> [THE TASK] When the line containing "app.add_stack(s3::build(settings)?)?;" appears in the data below, begin copying there and stop only after the line containing "if name.chars().any(|c| c.is_ascii_uppercase()".

Stored items
'''

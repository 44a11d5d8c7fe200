//! Typed AWS resource declarations.
//!
//! Each struct mirrors the arguments of one Terraform `aws` provider resource
//! and serializes to the attribute map Terraform expects. Values that point at
//! other resources are [`Expr`](crate::expr::Expr)s holding typed references.
//!
//! ## Available Resources
//!
//! - [`S3Bucket`], [`S3BucketPublicAccessBlock`], [`S3BucketVersioning`],
//!   [`S3BucketLifecycleConfiguration`]: log bucket and its policies
//! - [`CloudwatchLogGroup`]: log group destination
//! - [`IamRole`], [`IamRolePolicy`]: delivery role for log group destinations
//! - [`FlowLog`]: the flow log itself
//! - [`AwsProvider`]: provider block shared by every resource in a stack

pub mod cloudwatch;
pub mod flow_log;
pub mod iam;
pub mod provider;
pub mod s3;

use serde::Serialize;

use crate::error::Result;
use crate::expr::Reference;

pub use cloudwatch::CloudwatchLogGroup;
pub use flow_log::{DestinationOptions, FileFormat, FlowLog, LogDestinationType, TrafficType};
pub use iam::{IamRole, IamRolePolicy};
pub use provider::{AwsProvider, DefaultTags};
pub use s3::{
    Expiration, LifecycleRule, RuleStatus, S3Bucket, S3BucketLifecycleConfiguration,
    S3BucketPublicAccessBlock, S3BucketVersioning, VersioningConfiguration, VersioningStatus,
};

/// A resource that can be declared in a [`Stack`](crate::plan::Stack).
pub trait Resource: Serialize {
    /// Terraform resource type, e.g. `aws_s3_bucket`.
    const TYPE: &'static str;

    /// References to other resources held in this resource's properties.
    fn references(&self) -> Vec<&Reference>;

    /// Checks property combinations Terraform would reject.
    fn validate(&self) -> Result<()> {
        Ok(())
    }
}
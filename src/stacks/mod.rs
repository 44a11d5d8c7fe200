//! The two flow-log destination stacks.
//!
//! Both stacks are built from the same [`Settings`] and share nothing but
//! the provider configuration and the flow-log record format:
//!
//! - [`s3`] delivers records into a locked-down bucket with a short
//!   expiration rule.
//! - [`log_group`] delivers records into a CloudWatch log group through an
//!   IAM role trusted by the flow-log service.

pub mod log_group;
pub mod s3;

use tracing::info;

use crate::config::Settings;
use crate::error::Result;
use crate::plan::App;
use crate::resources::AwsProvider;

/// Name of the S3 destination stack.
pub const S3_STACK_NAME: &str = "vpc-flowlogs-s3";

/// Name of the CloudWatch log group destination stack.
pub const LOG_GROUP_STACK_NAME: &str = "vpc-flowlogs-loggroup";

/// Names of every stack, in build order.
pub const STACK_NAMES: [&str; 2] = [S3_STACK_NAME, LOG_GROUP_STACK_NAME];

/// Provider shared by both stacks: region plus default tags.
pub fn provider(settings: &Settings) -> AwsProvider {
    AwsProvider::new(settings.region.clone())
        .with_default_tags(settings.tags.clone())
        .with_version(settings.provider_version.clone())
}

/// `vpc-flow-logs-<vpc_id>`
pub fn bucket_name(vpc_id: &str) -> String {
    format!("vpc-flow-logs-{vpc_id}")
}

/// `/vpcflowlogs/<vpc_id>`
pub fn log_group_name(vpc_id: &str) -> String {
    format!("/vpcflowlogs/{vpc_id}")
}

/// `allow-vpc-flow-log-<vpc_id>-to-log-group`
pub fn iam_role_name(vpc_id: &str) -> String {
    format!("allow-vpc-flow-log-{vpc_id}-to-log-group")
}

/// Build the app holding both stacks.
///
/// Settings are validated once up front so a missing VPC id or tag map is
/// reported before any resource is constructed.
pub fn build_app(settings: &Settings) -> Result<App> {
    settings.validate()?;

    let mut app = App::new();
    app.add_stack(s3::build(settings)?)?;
    app.add_stack(log_group::build(settings)?)?;

    info!(vpc_id = %settings.vpc_id, stacks = STACK_NAMES.len(), "Built app");
    Ok(app)
}
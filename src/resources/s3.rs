//! S3 bucket resources used as a flow-log destination.
//!
//! The bucket itself only carries a name; public access, versioning and
//! lifecycle are separate Terraform resources pointing at the bucket id.

use serde::Serialize;
use std::collections::HashSet;

use super::Resource;
use crate::error::{Error, Result};
use crate::expr::{Expr, Reference};

/// `aws_s3_bucket`
#[derive(Debug, Clone, PartialEq, Eq, Serialize)]
pub struct S3Bucket {
    /// Globally unique bucket name
    pub bucket: Expr,
}

impl S3Bucket {
    /// A bucket with the given name.
    pub fn new(bucket: impl Into<Expr>) -> Self {
        Self {
            bucket: bucket.into(),
        }
    }
}

impl Resource for S3Bucket {
    const TYPE: &'static str = "aws_s3_bucket";

    fn references(&self) -> Vec<&Reference> {
        self.bucket.references().collect()
    }

    fn validate(&self) -> Result<()> {
        if let Some(name) = self.bucket.as_literal() {
            if !(3..=63).contains(&name.len()) {
                return Err(Error::invalid_resource(
                    Self::TYPE,
                    format!("bucket name '{name}' must be between 3 and 63 characters"),
                ));
            }
            if name.chars().any(|c| c.is_ascii_uppercase() || c == '_') {
                return Err(Error::invalid_resource(
                    Self::TYPE,
                    format!("bucket name '{name}' may not contain uppercase letters or '_'"),
                ));
            }
        }
        Ok(())
    }
}

/// `aws_s3_bucket_public_access_block`
#[derive(Debug, Clone, PartialEq, Eq, Serialize)]
pub struct S3BucketPublicAccessBlock {
    /// Bucket id
    pub bucket: Expr,
    /// Reject requests that set public ACLs
    pub block_public_acls: bool,
    /// Reject bucket policies that grant public access
    pub block_public_policy: bool,
    /// Ignore existing public ACLs
    pub ignore_public_acls: bool,
    /// Restrict access to buckets with public policies
    pub restrict_public_buckets: bool,
}

impl S3BucketPublicAccessBlock {
    /// Blocks every form of public access.
    pub fn fully_blocked(bucket: impl Into<Expr>) -> Self {
        Self {
            bucket: bucket.into(),
            block_public_acls: true,
            block_public_policy: true,
            ignore_public_acls: true,
            restrict_public_buckets: true,
        }
    }

    /// True when all four flags are set.
    pub fn is_fully_blocked(&self) -> bool {
        self.block_public_acls
            && self.block_public_policy
            && self.ignore_public_acls
            && self.restrict_public_buckets
    }
}

impl Resource for S3BucketPublicAccessBlock {
    const TYPE: &'static str = "aws_s3_bucket_public_access_block";

    fn references(&self) -> Vec<&Reference> {
        self.bucket.references().collect()
    }
}

/// Bucket versioning state.
#[derive(Debug, Clone, Copy, PartialEq, Eq, Serialize)]
pub enum VersioningStatus {
    /// Keep every object version
    Enabled,
    /// Never versioned
    Disabled,
}

/// `versioning_configuration` block.
#[derive(Debug, Clone, PartialEq, Eq, Serialize)]
pub struct VersioningConfiguration {
    /// Versioning state
    pub status: VersioningStatus,
}

/// `aws_s3_bucket_versioning`
#[derive(Debug, Clone, PartialEq, Eq, Serialize)]
pub struct S3BucketVersioning {
    /// Bucket id
    pub bucket: Expr,
    /// Versioning settings
    pub versioning_configuration: VersioningConfiguration,
}

impl S3BucketVersioning {
    /// Versioning with an explicit status.
    pub fn new(bucket: impl Into<Expr>, status: VersioningStatus) -> Self {
        Self {
            bucket: bucket.into(),
            versioning_configuration: VersioningConfiguration { status },
        }
    }
}

impl Resource for S3BucketVersioning {
    const TYPE: &'static str = "aws_s3_bucket_versioning";

    fn references(&self) -> Vec<&Reference> {
        self.bucket.references().collect()
    }
}

/// Lifecycle rule state.
#[derive(Debug, Clone, Copy, PartialEq, Eq, Serialize)]
pub enum RuleStatus {
    /// Rule is applied
    Enabled,
    /// Rule is kept but not applied
    Disabled,
}

/// `expiration` block of a lifecycle rule.
#[derive(Debug, Clone, PartialEq, Eq, Serialize)]
pub struct Expiration {
    /// Days after creation before objects are deleted
    pub days: u32,
}

/// One lifecycle rule.
#[derive(Debug, Clone, PartialEq, Eq, Serialize)]
pub struct LifecycleRule {
    /// Rule id, unique per configuration
    pub id: String,
    /// Whether the rule is applied
    pub status: RuleStatus,
    /// Expiration action
    #[serde(skip_serializing_if = "Option::is_none")]
    pub expiration: Option<Expiration>,
}

impl LifecycleRule {
    /// An enabled rule deleting objects after `days`.
    pub fn expire_after(id: impl Into<String>, days: u32) -> Self {
        Self {
            id: id.into(),
            status: RuleStatus::Enabled,
            expiration: Some(Expiration { days }),
        }
    }
}

/// `aws_s3_bucket_lifecycle_configuration`
#[derive(Debug, Clone, PartialEq, Eq, Serialize)]
pub struct S3BucketLifecycleConfiguration {
    /// Bucket id
    pub bucket: Expr,
    /// Rules, at least one
    pub rule: Vec<LifecycleRule>,
}

impl S3BucketLifecycleConfiguration {
    /// A configuration with the given rules.
    pub fn new(bucket: impl Into<Expr>, rule: Vec<LifecycleRule>) -> Self {
        Self {
            bucket: bucket.into(),
            rule,
        }
    }
}

impl Resource for S3BucketLifecycleConfiguration {
    const TYPE: &'static str = "aws_s3_bucket_lifecycle_configuration";

    fn references(&self) -> Vec<&Reference> {
        self.bucket.references().collect()
    }

    fn validate(&self) -> Result<()> {
        if self.rule.is_empty() {
            return Err(Error::invalid_resource(
                Self::TYPE,
                "at least one rule is required",
            ));
        }
        let mut seen = HashSet::new();
        for rule in &self.rule {
            if rule.id.is_empty() || !seen.insert(rule.id.as_str()) {
                return Err(Error::invalid_resource(
                    Self::TYPE,
                    format!("rule id '{}' is empty or duplicated", rule.id),
                ));
            }
            if rule.expiration.as_ref().is_some_and(|e| e.days == 0) {
                return Err(Error::invalid_resource(
                    Self::TYPE,
                    format!("rule '{}' must expire after at least one day", rule.id),
                ));
            }
        }
        Ok(())
    }
}
//! Fields command - print the flow log record format

use super::{CommandContext, Runnable};
use anyhow::Result;
use clap::Parser;
use flowlog_stacks::log_format::{escaped_log_format, log_format, FIELD_NAMES};
use serde_json::json;

/// Arguments for fields command
#[derive(Parser, Debug, Clone)]
pub struct FieldsArgs {
    /// Print the form embedded in Terraform JSON (`$${...}`)
    #[arg(long)]
    pub escaped: bool,

    /// Print one field name per line instead of the format string
    #[arg(long, conflicts_with = "escaped")]
    pub list: bool,
}

impl FieldsArgs {
    /// The format string this invocation prints
    pub fn format(&self) -> String {
        if self.escaped {
            escaped_log_format()
        } else {
            log_format()
        }
    }

    /// Execute the fields command
    pub fn execute(&self, ctx: &mut CommandContext) -> Result<i32> {
        if ctx.output.is_json() {
            ctx.output.json(&json!({
                "format": self.format(),
                "fields": FIELD_NAMES,
            }));
            return Ok(0);
        }

        if self.list {
            for name in FIELD_NAMES {
                ctx.output.raw(name);
            }
        } else {
            ctx.output.raw(&self.format());
        }
        Ok(0)
    }
}

impl Runnable for FieldsArgs {
    fn run(&self, ctx: &mut CommandContext) -> Result<i32> {
        self.execute(ctx)
    }
}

'''

> [SOLUTION FOR THIS EXERCISE]
    app.add_stack(s3::build(settings)?)?;
    app.add_stack(log_group::build(settings)?)?;

    info!(vpc_id = %settings.vpc_id, stacks = STACK_NAMES.len(), "Built app");
    Ok(app)
}
filename src/resources/s3.rs
//! S3 bucket resources used as a flow-log destination.
//!
//! The bucket itself only carries a name; public access, versioning and
//! lifecycle are separate Terraform resources pointing at the bucket id.

use serde::Serialize;
use std::collections::HashSet;

use super::Resource;
use crate::error::{Error, Result};
use crate::expr::{Expr, Reference};

/// `aws_s3_bucket`
#[derive(Debug, Clone, PartialEq, Eq, Serialize)]
pub struct S3Bucket {
    /// Globally unique bucket name
    pub bucket: Expr,
}

impl S3Bucket {
    /// A bucket with the given name.
    pub fn new(bucket: impl Into<Expr>) -> Self {
        Self {
            bucket: bucket.into(),
        }
    }
}

impl Resource for S3Bucket {
    const TYPE: &'static str = "aws_s3_bucket";

    fn references(&self) -> Vec<&Reference> {
        self.bucket.references().collect()
    }

    fn validate(&self) -> Result<()> {
        if let Some(name) = self.bucket.as_literal() {
            if !(3..=63).contains(&name.len()) {
                return Err(Error::invalid_resource(
                    Self::TYPE,
                    format!("bucket name '{name}' must be between 3 and 63 characters"),
                ));
            }
            if name.chars().any(|c| c.is_ascii_uppercase() || c == '_') {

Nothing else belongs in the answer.